HOW TO COMPLETE THIS TASK → Using the records that appear below, write out exactly the lines from the one with "Display/aggregation tier (see" through the one with "the displayed month.", keeping both end lines.

MATERIAL FOR THIS EXERCISE below:

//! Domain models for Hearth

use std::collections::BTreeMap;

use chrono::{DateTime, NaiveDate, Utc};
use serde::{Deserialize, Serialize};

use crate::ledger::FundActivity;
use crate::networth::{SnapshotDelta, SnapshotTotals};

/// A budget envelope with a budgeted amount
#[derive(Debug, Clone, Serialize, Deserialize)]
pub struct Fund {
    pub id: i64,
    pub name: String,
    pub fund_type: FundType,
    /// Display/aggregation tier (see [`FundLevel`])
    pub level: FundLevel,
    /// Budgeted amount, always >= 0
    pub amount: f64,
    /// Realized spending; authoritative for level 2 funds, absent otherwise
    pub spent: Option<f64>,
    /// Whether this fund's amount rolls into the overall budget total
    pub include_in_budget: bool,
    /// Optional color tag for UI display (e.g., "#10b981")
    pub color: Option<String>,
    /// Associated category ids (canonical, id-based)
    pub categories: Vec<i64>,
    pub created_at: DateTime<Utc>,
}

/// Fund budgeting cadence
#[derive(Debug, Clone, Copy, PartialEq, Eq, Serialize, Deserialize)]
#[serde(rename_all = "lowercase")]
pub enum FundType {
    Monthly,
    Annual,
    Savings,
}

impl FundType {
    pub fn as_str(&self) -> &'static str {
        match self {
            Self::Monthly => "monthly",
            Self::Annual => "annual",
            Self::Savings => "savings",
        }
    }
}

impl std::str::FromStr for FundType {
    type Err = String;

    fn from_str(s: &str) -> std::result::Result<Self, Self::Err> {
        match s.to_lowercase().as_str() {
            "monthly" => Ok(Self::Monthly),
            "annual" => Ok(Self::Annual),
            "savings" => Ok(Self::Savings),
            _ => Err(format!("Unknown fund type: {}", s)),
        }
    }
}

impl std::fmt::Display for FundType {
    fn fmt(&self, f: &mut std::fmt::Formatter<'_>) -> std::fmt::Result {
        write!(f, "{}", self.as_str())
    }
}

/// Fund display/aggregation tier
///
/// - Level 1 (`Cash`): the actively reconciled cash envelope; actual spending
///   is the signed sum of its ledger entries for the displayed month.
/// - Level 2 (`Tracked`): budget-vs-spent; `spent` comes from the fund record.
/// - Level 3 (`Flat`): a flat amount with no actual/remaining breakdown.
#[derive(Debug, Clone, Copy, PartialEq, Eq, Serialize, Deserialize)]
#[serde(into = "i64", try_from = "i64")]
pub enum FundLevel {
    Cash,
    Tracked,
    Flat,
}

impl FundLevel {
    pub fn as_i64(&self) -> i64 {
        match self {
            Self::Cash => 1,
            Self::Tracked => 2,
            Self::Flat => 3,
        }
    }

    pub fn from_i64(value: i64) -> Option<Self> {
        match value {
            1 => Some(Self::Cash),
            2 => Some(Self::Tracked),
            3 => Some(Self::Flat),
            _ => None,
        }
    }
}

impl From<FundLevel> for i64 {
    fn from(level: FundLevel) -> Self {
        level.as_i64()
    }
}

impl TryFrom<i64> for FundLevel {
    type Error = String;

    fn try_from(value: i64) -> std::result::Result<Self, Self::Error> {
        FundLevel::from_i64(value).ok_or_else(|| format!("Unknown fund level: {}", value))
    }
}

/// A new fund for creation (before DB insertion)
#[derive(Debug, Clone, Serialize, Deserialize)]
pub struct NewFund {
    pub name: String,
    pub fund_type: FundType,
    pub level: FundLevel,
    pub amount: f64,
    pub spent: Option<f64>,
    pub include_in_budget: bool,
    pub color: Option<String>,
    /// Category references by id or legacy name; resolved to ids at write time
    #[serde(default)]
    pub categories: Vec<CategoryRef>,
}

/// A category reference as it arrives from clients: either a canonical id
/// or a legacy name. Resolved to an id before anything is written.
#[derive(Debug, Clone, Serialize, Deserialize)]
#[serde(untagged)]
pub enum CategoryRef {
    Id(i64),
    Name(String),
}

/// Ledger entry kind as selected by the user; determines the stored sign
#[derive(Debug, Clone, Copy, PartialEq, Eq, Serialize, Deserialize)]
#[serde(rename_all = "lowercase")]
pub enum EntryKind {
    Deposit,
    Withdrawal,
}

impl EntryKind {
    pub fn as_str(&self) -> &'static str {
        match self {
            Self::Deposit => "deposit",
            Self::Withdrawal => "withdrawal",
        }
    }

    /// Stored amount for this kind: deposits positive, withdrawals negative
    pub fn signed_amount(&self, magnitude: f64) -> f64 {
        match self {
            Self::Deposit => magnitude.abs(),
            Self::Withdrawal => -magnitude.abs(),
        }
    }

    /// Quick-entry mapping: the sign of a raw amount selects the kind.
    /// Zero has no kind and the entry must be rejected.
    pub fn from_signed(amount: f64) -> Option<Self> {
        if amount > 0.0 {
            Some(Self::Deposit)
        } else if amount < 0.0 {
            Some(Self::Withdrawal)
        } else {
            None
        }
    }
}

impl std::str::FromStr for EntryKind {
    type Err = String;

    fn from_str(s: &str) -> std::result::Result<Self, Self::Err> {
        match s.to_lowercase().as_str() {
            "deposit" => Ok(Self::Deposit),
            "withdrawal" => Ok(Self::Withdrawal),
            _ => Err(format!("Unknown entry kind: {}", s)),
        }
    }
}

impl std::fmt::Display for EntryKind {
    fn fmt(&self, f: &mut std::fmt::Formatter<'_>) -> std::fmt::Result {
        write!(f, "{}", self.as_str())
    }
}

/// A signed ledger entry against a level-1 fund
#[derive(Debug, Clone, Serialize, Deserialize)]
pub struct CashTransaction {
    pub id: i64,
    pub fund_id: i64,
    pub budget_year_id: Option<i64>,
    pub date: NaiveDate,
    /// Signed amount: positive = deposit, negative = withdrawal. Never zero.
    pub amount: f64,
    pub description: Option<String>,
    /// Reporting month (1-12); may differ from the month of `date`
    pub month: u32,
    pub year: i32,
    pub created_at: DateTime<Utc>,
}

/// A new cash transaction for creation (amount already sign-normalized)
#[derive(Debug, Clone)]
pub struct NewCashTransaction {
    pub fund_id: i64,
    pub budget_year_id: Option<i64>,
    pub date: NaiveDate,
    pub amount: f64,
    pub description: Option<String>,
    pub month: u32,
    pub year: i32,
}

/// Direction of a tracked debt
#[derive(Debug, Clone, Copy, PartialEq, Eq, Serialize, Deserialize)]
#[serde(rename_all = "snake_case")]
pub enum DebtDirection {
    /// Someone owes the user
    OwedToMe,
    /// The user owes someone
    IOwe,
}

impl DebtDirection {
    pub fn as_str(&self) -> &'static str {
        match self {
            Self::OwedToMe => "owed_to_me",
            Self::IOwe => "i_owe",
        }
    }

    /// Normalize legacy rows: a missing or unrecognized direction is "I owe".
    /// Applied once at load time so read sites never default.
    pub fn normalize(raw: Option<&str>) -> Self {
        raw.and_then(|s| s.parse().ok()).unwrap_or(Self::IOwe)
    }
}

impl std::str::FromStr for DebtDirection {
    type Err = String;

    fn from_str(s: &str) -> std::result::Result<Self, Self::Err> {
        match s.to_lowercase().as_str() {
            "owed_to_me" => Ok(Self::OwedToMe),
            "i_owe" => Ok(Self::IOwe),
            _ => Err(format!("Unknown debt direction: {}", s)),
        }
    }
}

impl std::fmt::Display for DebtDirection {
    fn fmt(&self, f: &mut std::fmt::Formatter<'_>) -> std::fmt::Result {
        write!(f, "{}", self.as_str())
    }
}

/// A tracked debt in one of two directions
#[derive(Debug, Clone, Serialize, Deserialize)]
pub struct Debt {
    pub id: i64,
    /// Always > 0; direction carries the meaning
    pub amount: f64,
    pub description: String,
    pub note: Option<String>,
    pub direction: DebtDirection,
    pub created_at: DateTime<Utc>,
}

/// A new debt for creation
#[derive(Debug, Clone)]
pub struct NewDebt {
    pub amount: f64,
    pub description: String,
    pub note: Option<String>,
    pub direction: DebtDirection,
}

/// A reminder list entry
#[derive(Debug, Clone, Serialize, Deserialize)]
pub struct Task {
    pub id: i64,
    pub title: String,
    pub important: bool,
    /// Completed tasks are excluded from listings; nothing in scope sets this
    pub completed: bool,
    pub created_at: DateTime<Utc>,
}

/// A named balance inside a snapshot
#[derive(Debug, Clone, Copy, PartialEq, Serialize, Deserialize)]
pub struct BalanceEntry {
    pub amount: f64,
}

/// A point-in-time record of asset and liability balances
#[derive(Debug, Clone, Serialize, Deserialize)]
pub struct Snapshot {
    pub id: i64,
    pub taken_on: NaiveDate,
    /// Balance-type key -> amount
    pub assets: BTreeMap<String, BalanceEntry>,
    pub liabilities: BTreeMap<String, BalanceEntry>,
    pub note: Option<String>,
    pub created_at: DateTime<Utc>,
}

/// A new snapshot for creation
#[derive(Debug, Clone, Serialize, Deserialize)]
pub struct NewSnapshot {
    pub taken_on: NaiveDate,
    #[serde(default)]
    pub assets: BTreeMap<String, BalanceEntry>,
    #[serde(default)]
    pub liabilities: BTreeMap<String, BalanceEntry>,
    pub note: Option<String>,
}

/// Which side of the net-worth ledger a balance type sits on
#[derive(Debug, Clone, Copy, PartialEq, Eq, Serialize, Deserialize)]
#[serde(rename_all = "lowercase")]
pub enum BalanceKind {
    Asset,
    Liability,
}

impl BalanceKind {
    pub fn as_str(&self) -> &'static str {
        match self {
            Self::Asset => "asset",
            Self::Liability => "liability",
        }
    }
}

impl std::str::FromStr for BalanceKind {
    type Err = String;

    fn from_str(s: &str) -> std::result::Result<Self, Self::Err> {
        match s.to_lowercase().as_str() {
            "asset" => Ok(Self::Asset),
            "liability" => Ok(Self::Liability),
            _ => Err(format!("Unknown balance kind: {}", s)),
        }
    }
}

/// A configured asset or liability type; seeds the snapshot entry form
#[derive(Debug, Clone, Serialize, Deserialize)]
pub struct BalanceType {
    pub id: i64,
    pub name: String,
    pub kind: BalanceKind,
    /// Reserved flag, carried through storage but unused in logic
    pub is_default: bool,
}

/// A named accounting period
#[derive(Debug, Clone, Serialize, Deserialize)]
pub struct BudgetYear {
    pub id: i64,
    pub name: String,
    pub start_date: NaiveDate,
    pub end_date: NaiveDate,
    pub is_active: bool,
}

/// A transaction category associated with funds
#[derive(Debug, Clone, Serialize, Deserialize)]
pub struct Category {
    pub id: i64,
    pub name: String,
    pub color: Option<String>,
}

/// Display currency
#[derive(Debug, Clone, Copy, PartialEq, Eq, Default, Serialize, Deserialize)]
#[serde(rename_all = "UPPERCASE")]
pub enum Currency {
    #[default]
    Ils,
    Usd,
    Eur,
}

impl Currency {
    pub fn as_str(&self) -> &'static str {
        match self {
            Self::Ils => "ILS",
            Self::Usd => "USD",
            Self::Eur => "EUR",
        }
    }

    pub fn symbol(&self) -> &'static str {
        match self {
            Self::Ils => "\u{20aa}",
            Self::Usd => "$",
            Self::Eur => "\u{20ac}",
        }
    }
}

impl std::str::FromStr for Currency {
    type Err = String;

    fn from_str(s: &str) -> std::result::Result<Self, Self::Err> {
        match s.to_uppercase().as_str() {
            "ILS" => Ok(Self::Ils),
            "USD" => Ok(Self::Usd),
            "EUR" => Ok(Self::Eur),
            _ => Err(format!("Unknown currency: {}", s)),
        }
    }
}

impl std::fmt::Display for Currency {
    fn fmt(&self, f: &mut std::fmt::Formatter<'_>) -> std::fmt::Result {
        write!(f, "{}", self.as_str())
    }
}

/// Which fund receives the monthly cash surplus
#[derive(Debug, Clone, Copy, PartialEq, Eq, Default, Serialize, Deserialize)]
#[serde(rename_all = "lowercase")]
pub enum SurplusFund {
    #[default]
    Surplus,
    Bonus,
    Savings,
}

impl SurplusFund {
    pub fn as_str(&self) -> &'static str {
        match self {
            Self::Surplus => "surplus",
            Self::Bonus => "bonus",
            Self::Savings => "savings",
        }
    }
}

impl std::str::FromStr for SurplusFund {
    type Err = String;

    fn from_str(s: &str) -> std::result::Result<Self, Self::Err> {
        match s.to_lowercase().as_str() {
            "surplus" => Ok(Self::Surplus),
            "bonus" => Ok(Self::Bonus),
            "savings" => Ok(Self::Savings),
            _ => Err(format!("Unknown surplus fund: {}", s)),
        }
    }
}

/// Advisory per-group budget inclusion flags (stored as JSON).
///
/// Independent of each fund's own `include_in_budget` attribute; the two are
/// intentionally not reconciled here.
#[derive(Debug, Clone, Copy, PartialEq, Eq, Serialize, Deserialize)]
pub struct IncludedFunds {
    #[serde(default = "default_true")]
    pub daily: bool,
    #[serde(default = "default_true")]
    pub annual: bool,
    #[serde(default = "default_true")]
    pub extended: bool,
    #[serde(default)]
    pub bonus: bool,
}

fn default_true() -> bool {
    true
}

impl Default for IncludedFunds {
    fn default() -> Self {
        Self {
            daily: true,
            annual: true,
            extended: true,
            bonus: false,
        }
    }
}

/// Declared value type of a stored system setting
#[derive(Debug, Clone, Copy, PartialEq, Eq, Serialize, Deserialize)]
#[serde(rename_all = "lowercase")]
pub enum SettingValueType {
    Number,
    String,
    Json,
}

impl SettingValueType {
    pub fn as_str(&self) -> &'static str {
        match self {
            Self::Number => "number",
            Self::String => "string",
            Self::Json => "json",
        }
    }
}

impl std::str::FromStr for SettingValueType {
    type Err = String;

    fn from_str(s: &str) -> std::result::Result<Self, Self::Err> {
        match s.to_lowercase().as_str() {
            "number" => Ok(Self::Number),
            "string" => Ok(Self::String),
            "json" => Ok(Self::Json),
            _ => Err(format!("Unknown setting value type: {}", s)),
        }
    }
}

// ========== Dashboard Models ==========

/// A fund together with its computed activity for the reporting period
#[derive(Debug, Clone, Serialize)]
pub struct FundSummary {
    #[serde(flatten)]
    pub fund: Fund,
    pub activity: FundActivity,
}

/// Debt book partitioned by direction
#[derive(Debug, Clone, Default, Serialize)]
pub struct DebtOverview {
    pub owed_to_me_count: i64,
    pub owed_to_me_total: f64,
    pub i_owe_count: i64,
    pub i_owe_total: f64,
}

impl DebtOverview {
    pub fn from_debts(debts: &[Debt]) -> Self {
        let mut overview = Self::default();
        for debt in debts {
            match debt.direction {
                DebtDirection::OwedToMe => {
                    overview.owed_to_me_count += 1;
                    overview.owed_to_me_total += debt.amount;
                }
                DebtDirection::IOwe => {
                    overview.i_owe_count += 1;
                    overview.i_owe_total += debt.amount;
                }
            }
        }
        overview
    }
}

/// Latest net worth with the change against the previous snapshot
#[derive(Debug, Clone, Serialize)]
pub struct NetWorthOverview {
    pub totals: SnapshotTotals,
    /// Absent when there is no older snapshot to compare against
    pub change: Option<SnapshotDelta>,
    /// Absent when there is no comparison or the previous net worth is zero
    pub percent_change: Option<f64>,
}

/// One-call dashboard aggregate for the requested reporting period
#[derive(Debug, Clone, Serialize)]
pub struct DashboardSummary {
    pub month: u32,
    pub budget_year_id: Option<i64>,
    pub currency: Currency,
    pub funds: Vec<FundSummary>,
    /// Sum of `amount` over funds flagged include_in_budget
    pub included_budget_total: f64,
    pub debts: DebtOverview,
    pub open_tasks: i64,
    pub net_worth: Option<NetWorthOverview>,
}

End of MATERIAL FOR THIS EXERCISE.

RESULT →
    /// Display/aggregation tier (see [`FundLevel`])
    pub level: FundLevel,
    /// Budgeted amount, always >= 0
    pub amount: f64,
    /// Realized spending; authoritative for level 2 funds, absent otherwise
    pub spent: Option<f64>,
    /// Whether this fund's amount rolls into the overall budget total
    pub include_in_budget: bool,
    /// Optional color tag for UI display (e.g., "#10b981")
    pub color: Option<String>,
    /// Associated category ids (canonical, id-based)
    pub categories: Vec<i64>,
    pub created_at: DateTime<Utc>,
}

/// Fund budgeting cadence
#[derive(Debug, Clone, Copy, PartialEq, Eq, Serialize, Deserialize)]
#[serde(rename_all = "lowercase")]
pub enum FundType {
    Monthly,
    Annual,
    Savings,
}

impl FundType {
    pub fn as_str(&self) -> &'static str {
        match self {
            Self::Monthly => "monthly",
            Self::Annual => "annual",
            Self::Savings => "savings",
        }
    }
}

impl std::str::FromStr for FundType {
    type Err = String;

    fn from_str(s: &str) -> std::result::Result<Self, Self::Err> {
        match s.to_lowercase().as_str() {
            "monthly" => Ok(Self::Monthly),
            "annual" => Ok(Self::Annual),
            "savings" => Ok(Self::Savings),
            _ => Err(format!("Unknown fund type: {}", s)),
        }
    }
}

impl std::fmt::Display for FundType {
    fn fmt(&self, f: &mut std::fmt::Formatter<'_>) -> std::fmt::Result {
        write!(f, "{}", self.as_str())
    }
}

/// Fund display/aggregation tier
///
/// - Level 1 (`Cash`): the actively reconciled cash envelope; actual spending
///   is the signed sum of its ledger entries for the displayed month.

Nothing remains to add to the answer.